The city forester will look at the survey and calculate how many trees were in decent condition, of good quality or of decent size were removed. This number will translate into an inch amount the client will need to replace on their property or pay the tree inch fees. Many times, the return amount could be in upwards of 100″. Not only do the clients need to return 100″ to the property, every municipality has a different list to follow for the trees that actually count towards tree return inches. Many of these trees are native; oaks, hackberry, sycamore, tupelo, tulip trees and spruce are commonly on the approved list. However, many of my clients request chanticleer pear lined driveways and screening arborvitae are not on the list.

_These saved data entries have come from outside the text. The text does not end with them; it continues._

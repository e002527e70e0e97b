/// Percentile helpers for already-sorted slices.
///
/// - Empty input => `None`.
/// - `percentile <= 0` => first element.
/// - `percentile >= 100` => last element.
/// - Otherwise the rank `percentile / 100 * (len - 1)` is computed and the
///   value is linearly interpolated between the order statistics at
///   `floor(rank)` and `ceil(rank)`.

/// Returns the interpolated percentile of a slice sorted in ascending order.
pub fn value_sorted(sorted_values: &[f64], percentile: f64) -> Option<f64> {
    let last = sorted_values.len().checked_sub(1)?;
    if percentile <= 0.0 {
        return sorted_values.first().copied();
    }
    if percentile >= 100.0 {
        return sorted_values.get(last).copied();
    }

    let rank = (percentile / 100.0) * last as f64;
    let lower = rank.floor() as usize;
    let upper = (rank.ceil() as usize).min(last);
    let low_value = sorted_values[lower];
    let high_value = sorted_values[upper];
    Some(low_value + (high_value - low_value) * (rank - lower as f64))
}

#[cfg(test)]
mod tests {
    use super::*;

    #[test]
    fn value_sorted_returns_none_for_empty_input() {
        let values: [f64; 0] = [];
        assert_eq!(value_sorted(&values, 50.0), None);
    }

    #[test]
    fn value_sorted_clamps_to_first_and_last() {
        let values = [10.0, 20.0, 30.0];
        assert_eq!(value_sorted(&values, -1.0), Some(10.0));
        assert_eq!(value_sorted(&values, 0.0), Some(10.0));
        assert_eq!(value_sorted(&values, 100.0), Some(30.0));
        assert_eq!(value_sorted(&values, 1000.0), Some(30.0));
    }

    #[test]
    fn value_sorted_hits_order_statistics_on_whole_ranks() {
        // len=5 => ranks 0..=4
        let values = [0.0, 1.0, 2.0, 3.0, 4.0];
        assert_eq!(value_sorted(&values, 25.0), Some(1.0));
        assert_eq!(value_sorted(&values, 50.0), Some(2.0));
        assert_eq!(value_sorted(&values, 75.0), Some(3.0));
    }

    #[test]
    fn value_sorted_interpolates_between_ranks() {
        // len=4 => p50 rank=1.5, p80 rank=2.4
        let values = [1.0, 2.0, 4.0, 8.0];
        assert_eq!(value_sorted(&values, 50.0), Some(3.0));
        let p80 = value_sorted(&values, 80.0).unwrap();
        assert!((p80 - 5.6).abs() < 1e-12);
    }

    #[test]
    fn value_sorted_single_value() {
        assert_eq!(value_sorted(&[7.5], 85.0), Some(7.5));
    }
}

The trees on the survey that are marked to stay must be maintained to be able to survive construction. ‘Tree Fencing’ must be installed around the trees that are to remain. Placement of this fencing is usually 1′ foot away from the tree for each inch of DBH. As you can see in the photos below, this fencing is clearly not as far away from the trunk as it should be.. my guess these trees are about 18″ DBH requiring 18′ around the them. Let’s ice this cake with a bunch of construction waste leaning up against the trunk. The last photo shows a large amount of soil piled up on a nearby tree.
Usually, the city forester has to visit the site and approve the location of the tree fencing. I can’t imagine this was the original location (I did not do this survey). As you can see, there are many ruts from construction equipment all around the fencing. This traffic compacts the soil and suffocates the roots of the trees. It’s a slow death for the tree. A few years after the home is built, these trees will start declining and most likely will need to be removed. As these are very close to the foundation of the new home, along with being fairly large, it will be a costly removal.
Hopefully, this information will be helpful to anyone having any construction done and want to keep their trees!